Sekedar tambahan, dalam penanganan kasus dugaan pencabulan yang
dilakukan oleh FJR terhadap anak tirinya yang masih dibawah umur yakni Mawar (bukan
nama sebenarnya) sudah dilakukan tahap 2. Maksudnya, berkas perkara penanganan
kasus tersebut sudah dilimpahkan kepada pihak Kejaksaan setempat pada Selasa
(5/5/2020). “Kasus ini sudah di P21 oleh pihak Kejaksaan. Tadi siang kami sudah
menyerahkan berkas perkara tersebut berikut tersangkanya kepada pihak Kejaksaan.
Namun sampai dengan kasusnya di P21 secara resmi oleh pihak Kejaksaan, FJR
belum mengakui perbuatanya,” pungkas Hilmi.
Secara terpisah, ketua Lembaga Perlindungan Perempuan dan Anak
(LPA) Kota Bima, Juhriati, SH, MH yang dimintai komentarnya menegaskan bahwa
aspek penegakan hukum dalam kasus ini bersifat mutlak untuk diwujudkan.

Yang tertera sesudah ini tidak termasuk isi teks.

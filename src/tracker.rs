use std::cell::RefCell;

use fxhash::FxHashSet;

use crate::tag::{Revision, Tag};

thread_local! {
	// `None` frames are untracked regions pushed by `untracked`.
	static FRAMES: RefCell<Vec<Option<Dependencies>>> = const { RefCell::new(Vec::new()) };
}

/// The set of tags read by one computation.
#[derive(Clone, Default)]
pub struct Dependencies {
	tags: FxHashSet<Tag>,
}

impl Dependencies {
	pub fn new() -> Self {
		Self::default()
	}

	pub fn insert(&mut self, tag: Tag) -> bool {
		self.tags.insert(tag)
	}

	pub fn contains(&self, tag: &Tag) -> bool {
		self.tags.contains(tag)
	}

	pub fn extend(&mut self, other: &Dependencies) {
		self.tags.extend(other.tags.iter().cloned());
	}

	/// Highest revision among the tags, `Revision::ZERO` when empty.
	pub fn max_revision(&self) -> Revision {
		self.tags
			.iter()
			.map(Tag::revision)
			.max()
			.unwrap_or(Revision::ZERO)
	}

	pub fn len(&self) -> usize {
		self.tags.len()
	}

	pub fn is_empty(&self) -> bool {
		self.tags.is_empty()
	}

	pub fn iter(&self) -> impl Iterator<Item = &Tag> {
		self.tags.iter()
	}
}

impl std::fmt::Debug for Dependencies {
	fn fmt(&self, f: &mut std::fmt::Formatter<'_>) -> std::fmt::Result {
		f.debug_struct("Dependencies")
			.field("len", &self.len())
			.field("max_revision", &self.max_revision())
			.finish()
	}
}

/// Pops its frame when dropped, so a panicking computation cannot leave a
/// stale frame on the stack.
struct Frame {
	depth: usize,
	popped: bool,
}

impl Frame {
	fn push(frame: Option<Dependencies>) -> Self {
		let depth = FRAMES.with(|f| {
			let mut frames = f.borrow_mut();
			frames.push(frame);
			frames.len()
		});

		Frame {
			depth,
			popped: false,
		}
	}

	fn pop(mut self) -> Option<Dependencies> {
		self.popped = true;
		FRAMES.with(|f| {
			let mut frames = f.borrow_mut();
			debug_assert_eq!(frames.len(), self.depth, "tracking frames out of balance");
			frames.pop().flatten()
		})
	}
}

impl Drop for Frame {
	fn drop(&mut self) {
		if !self.popped {
			FRAMES.with(|f| {
				f.borrow_mut().truncate(self.depth - 1);
			});
		}
	}
}

/// Runs `func` as a new computation and returns what it produced together
/// with every tag it read, directly or through nested computations.
///
/// The captured tags are also merged into the enclosing computation.
pub fn track<R>(func: impl FnOnce() -> R) -> (R, Dependencies) {
	let frame = Frame::push(Some(Dependencies::new()));
	let result = func();
	let dependencies = frame.pop().unwrap_or_default();
	propagate(&dependencies);
	(result, dependencies)
}

/// Runs `func` with tracking suspended. Reads inside are not attributed to
/// any computation and dirtying is never reentrant.
pub fn untracked<R>(func: impl FnOnce() -> R) -> R {
	let frame = Frame::push(None);
	let result = func();
	frame.pop();
	result
}

pub fn is_tracking() -> bool {
	FRAMES.with(|f| matches!(f.borrow().last(), Some(Some(_))))
}

pub(crate) fn consume(tag: &Tag) {
	FRAMES.with(|f| {
		if let Some(Some(current)) = f.borrow_mut().last_mut() {
			current.insert(tag.clone());
		}
	});
}

pub(crate) fn is_consumed(tag: &Tag) -> bool {
	FRAMES.with(|f| match f.borrow().last() {
		Some(Some(current)) => current.contains(tag),
		_ => false,
	})
}

/// Forwards `dependencies` to the running computation, if any.
pub(crate) fn propagate(dependencies: &Dependencies) {
	if dependencies.is_empty() {
		return;
	}

	FRAMES.with(|f| {
		if let Some(Some(current)) = f.borrow_mut().last_mut() {
			current.extend(dependencies);
		}
	});
}
use crate::tag::Revision;

#[derive(Debug, Clone, PartialEq, Eq, thiserror::Error)]
pub enum Error {
	/// A tag was dirtied by the computation that already consumed it.
	#[error("cannot dirty a tag during a computation that consumed it (revision {revision})")]
	ReentrantMutation { revision: Revision },

	#[error("object is not renderable")]
	NotRenderable,

	#[error("scheduling a render while currently rendering is not supported")]
	RenderInProgress,

	#[error("no tracked property named `{0}`")]
	UnknownProperty(String),

	#[error("tracked property `{name}` does not hold a `{expected}`")]
	PropertyType { name: String, expected: &'static str },

	/// Failure reported by a render operation.
	#[error("render operation failed: {0}")]
	Render(String),
}

impl Error {
	pub fn render(message: impl Into<String>) -> Self {
		Error::Render(message.into())
	}
}

pub type Result<T, E = Error> = std::result::Result<T, E>;
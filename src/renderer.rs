use std::cell::{Cell, RefCell};
use std::rc::{Rc, Weak};

use fxhash::FxHashMap;
use smallvec::SmallVec;

use crate::cache::Cache;
use crate::error::Result;
use crate::microtask::Microtasks;
use crate::tag::set_on_tag_dirtied;

/// One unit of work run on every flush.
pub trait RenderOperation {
	fn render(&self) -> Result<()>;
}

impl<F> RenderOperation for F
where
	F: Fn() -> Result<()>,
{
	fn render(&self) -> Result<()> {
		self()
	}
}

impl RenderOperation for Cache<(), ()> {
	fn render(&self) -> Result<()> {
		self.value();
		Ok(())
	}
}

#[derive(Debug, Clone, Copy, PartialEq, Eq, Hash, PartialOrd, Ord)]
pub struct RendererId(u64);

/// What a flush does when an operation fails.
#[derive(Debug, Clone, Copy, PartialEq, Eq, Default)]
pub enum ErrorPolicy {
	/// Log the failure and run the remaining operations.
	#[default]
	Continue,
	/// Log the failure and end the flush.
	Abort,
}

#[derive(Debug, Clone)]
pub struct RendererConfig {
	pub name: &'static str,
	pub on_error: ErrorPolicy,
}

impl Default for RendererConfig {
	fn default() -> Self {
		RendererConfig {
			name: "<unnamed>",
			on_error: ErrorPolicy::Continue,
		}
	}
}

/// The render scheduler.
///
/// Holds a registry of render operations and coalesces every
/// `schedule_render` made in one synchronous turn into a single flush on the
/// next microtask.
#[derive(Clone)]
pub struct Renderer {
	body: Rc<RendererBody>,
}

struct RendererBody {
	config: RendererConfig,
	scheduled: Cell<bool>,
	next_id: Cell<u64>,
	flushes: Cell<u64>,
	operations: RefCell<FxHashMap<RendererId, Rc<dyn RenderOperation>>>,
	microtasks: Rc<dyn Microtasks>,
	this: Weak<RendererBody>,
}

impl Renderer {
	pub fn new(microtasks: Rc<dyn Microtasks>) -> Self {
		Self::with_config(microtasks, RendererConfig::default())
	}

	pub fn with_config(microtasks: Rc<dyn Microtasks>, config: RendererConfig) -> Self {
		Renderer {
			body: Rc::new_cyclic(|this| RendererBody {
				config,
				scheduled: Cell::new(false),
				next_id: Cell::new(0),
				flushes: Cell::new(0),
				operations: RefCell::new(FxHashMap::default()),
				microtasks,
				this: this.clone(),
			}),
		}
	}

	pub fn register(&self, operation: impl RenderOperation + 'static) -> RendererId {
		self.register_rc(Rc::new(operation))
	}

	pub fn register_fn(&self, operation: impl Fn() -> Result<()> + 'static) -> RendererId {
		self.register_rc(Rc::new(operation))
	}

	/// Registering the same `Rc` again returns the id it already has.
	pub fn register_rc(&self, operation: Rc<dyn RenderOperation>) -> RendererId {
		let existing = self
			.body
			.operations
			.borrow()
			.iter()
			.find(|(_, registered)| same_operation(registered, &operation))
			.map(|(id, _)| *id);
		if let Some(id) = existing {
			return id;
		}

		let id = RendererId(self.body.next_id.get());
		self.body.next_id.set(id.0 + 1);
		self.body.operations.borrow_mut().insert(id, operation);
		id
	}

	/// Registers a memoized operation: it re-runs on a flush only when a tag
	/// it read has been dirtied.
	pub fn register_cache(&self, cache: Rc<Cache<(), ()>>) -> RendererId {
		self.register_rc(cache)
	}

	/// Returns `false` if `id` was not registered.
	pub fn unregister(&self, id: RendererId) -> bool {
		self.body.operations.borrow_mut().remove(&id).is_some()
	}

	pub fn schedule_render(&self) {
		self.body.schedule_render()
	}

	/// Routes every tag dirty on this thread to this renderer.
	///
	/// Replaces any hook installed before. The renderer is held weakly.
	pub fn install(&self) {
		let this = Rc::downgrade(&self.body);
		set_on_tag_dirtied(move || {
			if let Some(body) = this.upgrade() {
				body.schedule_render();
			}
			Ok(())
		});
	}

	pub fn is_scheduled(&self) -> bool {
		self.body.scheduled.get()
	}

	pub fn len(&self) -> usize {
		self.body.operations.borrow().len()
	}

	pub fn is_empty(&self) -> bool {
		self.len() == 0
	}

	/// How many flushes have run.
	pub fn flush_count(&self) -> u64 {
		self.body.flushes.get()
	}

	pub fn name(&self) -> &'static str {
		self.body.config.name
	}
}

fn same_operation(a: &Rc<dyn RenderOperation>, b: &Rc<dyn RenderOperation>) -> bool {
	// Data pointers only; vtable pointers may differ across codegen units.
	std::ptr::eq(Rc::as_ptr(a) as *const (), Rc::as_ptr(b) as *const ())
}

impl RendererBody {
	fn schedule_render(&self) {
		if self.scheduled.replace(true) {
			return;
		}

		let this = self.this.clone();
		self.microtasks.queue(Box::new(move || {
			if let Some(body) = this.upgrade() {
				body.flush();
			}
		}));
	}

	fn flush(&self) {
		// Reset first: schedules made by the operations below start a new
		// batch, and a panicking operation cannot leave us scheduled.
		self.scheduled.set(false);
		self.flushes.set(self.flushes.get() + 1);

		let operations: SmallVec<[(RendererId, Rc<dyn RenderOperation>); 8]> = self
			.operations
			.borrow()
			.iter()
			.map(|(id, op)| (*id, op.clone()))
			.collect();

		tracing::debug!(
			renderer = self.config.name,
			operations = operations.len(),
			"flushing render operations"
		);

		for (id, operation) in operations {
			// Unregistered by an earlier operation of this flush.
			if !self.operations.borrow().contains_key(&id) {
				continue;
			}

			if let Err(error) = operation.render() {
				tracing::error!(
					renderer = self.config.name,
					operation = id.0,
					%error,
					"render operation failed"
				);
				if self.config.on_error == ErrorPolicy::Abort {
					break;
				}
			}
		}
	}
}

impl std::fmt::Debug for Renderer {
	fn fmt(&self, f: &mut std::fmt::Formatter<'_>) -> std::fmt::Result {
		f.debug_struct("Renderer")
			.field("name", &self.name())
			.field("operations", &self.len())
			.field("scheduled", &self.is_scheduled())
			.finish()
	}
}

“Dalam kasus ini, kami dari LPA Kota Bima sejak awal dan
seterusnya tetap mendampingi proses pemeriksaan terhadap korban. Sejak awal hingga
saat ini pula, kami dari LPA Kota Bima masih melakukan proses pemulihan
terhadap kondisi psikis korban. Alhamdulillah dari upaya tersebut, kini korban
mulai terbuka dan siap untuk diperiksa oleh Penyidik,” jelasnya kepada
Visioner, Selasa (5/5/2020).
Dalam kasus ini pula, LPA Kota Bima selain mendampingi juga
menyiapkan kondisi korban agar pada moment pemeriksaan oleh Penyidik
benaqr-benar dalam sistuasi yang nyaman pula.
“Pendampingan yang yang
kita lakukan lebih kepada bagaimana memulihkan kondisi psikologis korban yang
dalam keadaan trauma pasca kembali ke rumahnya. Korban sedang kami dampingi
sebagai bentuk pemenuhan haknya sebelum poroses pemeriksaan lebih lanjut.
Sehingga anak benar-benar berada pada kondisi sesuai dengan jiwa anak.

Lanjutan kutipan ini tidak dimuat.